Please retype all of the data below, word for word.

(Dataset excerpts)
■ ■ ■
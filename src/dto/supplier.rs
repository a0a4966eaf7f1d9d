use chrono::{DateTime, Utc};
use serde::{Deserialize, Serialize};
use utoipa::{IntoParams, ToSchema};
use validator::Validate;

use crate::entities::supplier;

#[derive(Debug, Clone, Default, Deserialize, Serialize, Validate, ToSchema)]
#[serde(rename_all = "camelCase", default)]
pub struct SupplierRequest {
    /// Must be absent on create and match the path on update
    pub id: Option<String>,
    #[validate(length(max = 255))]
    #[schema(example = "Acme Components")]
    pub name: String,
    #[validate(length(max = 255))]
    pub contact_name: Option<String>,
    #[validate(length(max = 64))]
    pub phone: Option<String>,
    #[validate(email)]
    pub email: Option<String>,
    pub created_by: Option<String>,
}

#[derive(Debug, Clone, Serialize, Deserialize, ToSchema)]
#[serde(rename_all = "camelCase")]
pub struct SupplierResponse {
    pub id: String,
    pub name: String,
    pub contact_name: Option<String>,
    pub phone: Option<String>,
    pub email: Option<String>,
    pub created_by: String,
    pub created_at: DateTime<Utc>,
}

impl From<supplier::Model> for SupplierResponse {
    fn from(model: supplier::Model) -> Self {
        Self {
            id: model.id,
            name: model.name,
            contact_name: model.contact_name,
            phone: model.phone,
            email: model.email,
            created_by: model.created_by,
            created_at: model.created_at,
        }
    }
}

#[derive(Debug, Deserialize, IntoParams)]
pub struct SupplierSearchParams {
    #[serde(default)]
    pub name: String,
}
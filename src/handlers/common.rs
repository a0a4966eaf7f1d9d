use crate::errors::ApiError;
use axum::{
    extract::rejection::{JsonRejection, QueryRejection},
    http::{header, StatusCode},
    response::{IntoResponse, Response},
    Json,
};
use serde::Serialize;
use validator::Validate;

/// Standard success response
pub fn success_response<T: Serialize>(data: T) -> Response {
    (StatusCode::OK, Json(data)).into_response()
}

/// 201 with a `Location` header pointing at the new resource
pub fn created_response<T: Serialize>(location: String, data: T) -> Response {
    (
        StatusCode::CREATED,
        [(header::LOCATION, location)],
        Json(data),
    )
        .into_response()
}

/// Standard no content response
pub fn no_content_response() -> Response {
    StatusCode::NO_CONTENT.into_response()
}

/// Validate request input
pub fn validate_input<T: Validate>(input: &T) -> Result<(), ApiError> {
    input
        .validate()
        .map_err(|e| ApiError::ValidationError(format!("Validation failed: {}", e)))
}

/// Unwraps a query extraction, turning axum's plain-text rejection into the JSON error body.
pub fn query_params<T>(
    query: Result<axum::extract::Query<T>, QueryRejection>,
) -> Result<T, ApiError> {
    query
        .map(|axum::extract::Query(params)| params)
        .map_err(|e| ApiError::BadRequest(e.body_text()))
}

pub fn json_body<T>(body: Result<Json<T>, JsonRejection>) -> Result<T, ApiError> {
    body.map(|Json(value)| value)
        .map_err(|e| ApiError::BadRequest(e.body_text()))
}

#[cfg(test)]
mod tests {
    use super::*;

    #[test]
    fn created_response_sets_location() {
        let response = created_response("/api/inventory/abc".into(), "ok");
        assert_eq!(response.status(), StatusCode::CREATED);
        assert_eq!(
            response.headers().get(header::LOCATION).unwrap(),
            "/api/inventory/abc"
        );
    }
}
■ ■ ■
▸ Result of this task:
filename src/dto/supplier.rs
repository a0a4966eaf7f1d9d
use chrono::{DateTime, Utc};
use serde::{Deserialize, Serialize};
use utoipa::{IntoParams, ToSchema};
use validator::Validate;

use crate::entities::supplier;

#[derive(Debug, Clone, Default, Deserialize, Serialize, Validate, ToSchema)]
#[serde(rename_all = "camelCase", default)]
pub struct SupplierRequest {
    /// Must be absent on create and match the path on update
    pub id: Option<String>,
    #[validate(length(max = 255))]
    #[schema(example = "Acme Components")]
    pub name: String,
    #[validate(length(max = 255))]
    pub contact_name: Option<String>,
    #[validate(length(max = 64))]
    pub phone: Option<String>,
    #[validate(email)]
    pub email: Option<String>,
    pub created_by: Option<String>,
}

#[derive(Debug, Clone, Serialize, Deserialize, ToSchema)]
#[serde(rename_all = "camelCase")]
pub struct SupplierResponse {
    pub id: String,
    pub name: String,
    pub contact_name: Option<String>,
    pub phone: Option<String>,
    pub email: Option<String>,
    pub created_by: String,
    pub created_at: DateTime<Utc>,
}

impl From<supplier::Model> for SupplierResponse {
    fn from(model: supplier::Model) -> Self {
        Self {
            id: model.id,
            name: model.name,
            contact_name: model.contact_name,
            phone: model.phone,
            email: model.email,
            created_by: model.created_by,
            created_at: model.created_at,
        }
    }
}

#[derive(Debug, Deserialize, IntoParams)]
pub struct SupplierSearchParams {
    #[serde(default)]
    pub name: String,
}
filename src/handlers/common.rs
repository a0a4966eaf7f1d9d
use crate::errors::ApiError;
use axum::{
    extract::rejection::{JsonRejection, QueryRejection},
    http::{header, StatusCode},
    response::{IntoResponse, Response},
    Json,
};
use serde::Serialize;
use validator::Validate;

/// Standard success response
pub fn success_response<T: Serialize>(data: T) -> Response {
    (StatusCode::OK, Json(data)).into_response()
}

/// 201 with a `Location` header pointing at the new resource
pub fn created_response<T: Serialize>(location: String, data: T) -> Response {
    (
        StatusCode::CREATED,
        [(header::LOCATION, location)],
        Json(data),
    )
        .into_response()
}

/// Standard no content response
pub fn no_content_response() -> Response {
    StatusCode::NO_CONTENT.into_response()
}

/// Validate request input
pub fn validate_input<T: Validate>(input: &T) -> Result<(), ApiError> {
    input
        .validate()
        .map_err(|e| ApiError::ValidationError(format!("Validation failed: {}", e)))
}

/// Unwraps a query extraction, turning axum's plain-text rejection into the JSON error body.
pub fn query_params<T>(
    query: Result<axum::extract::Query<T>, QueryRejection>,
) -> Result<T, ApiError> {
    query
        .map(|axum::extract::Query(params)| params)
        .map_err(|e| ApiError::BadRequest(e.body_text()))
}

pub fn json_body<T>(body: Result<Json<T>, JsonRejection>) -> Result<T, ApiError> {
    body.map(|Json(value)| value)
        .map_err(|e| ApiError::BadRequest(e.body_text()))
}

#[cfg(test)]
mod tests {
    use super::*;

    #[test]
    fn created_response_sets_location() {
        let response = created_response("/api/inventory/abc".into(), "ok");
        assert_eq!(response.status(), StatusCode::CREATED);
        assert_eq!(
            response.headers().get(header::LOCATION).unwrap(),
            "/api/inventory/abc"
        );
    }
}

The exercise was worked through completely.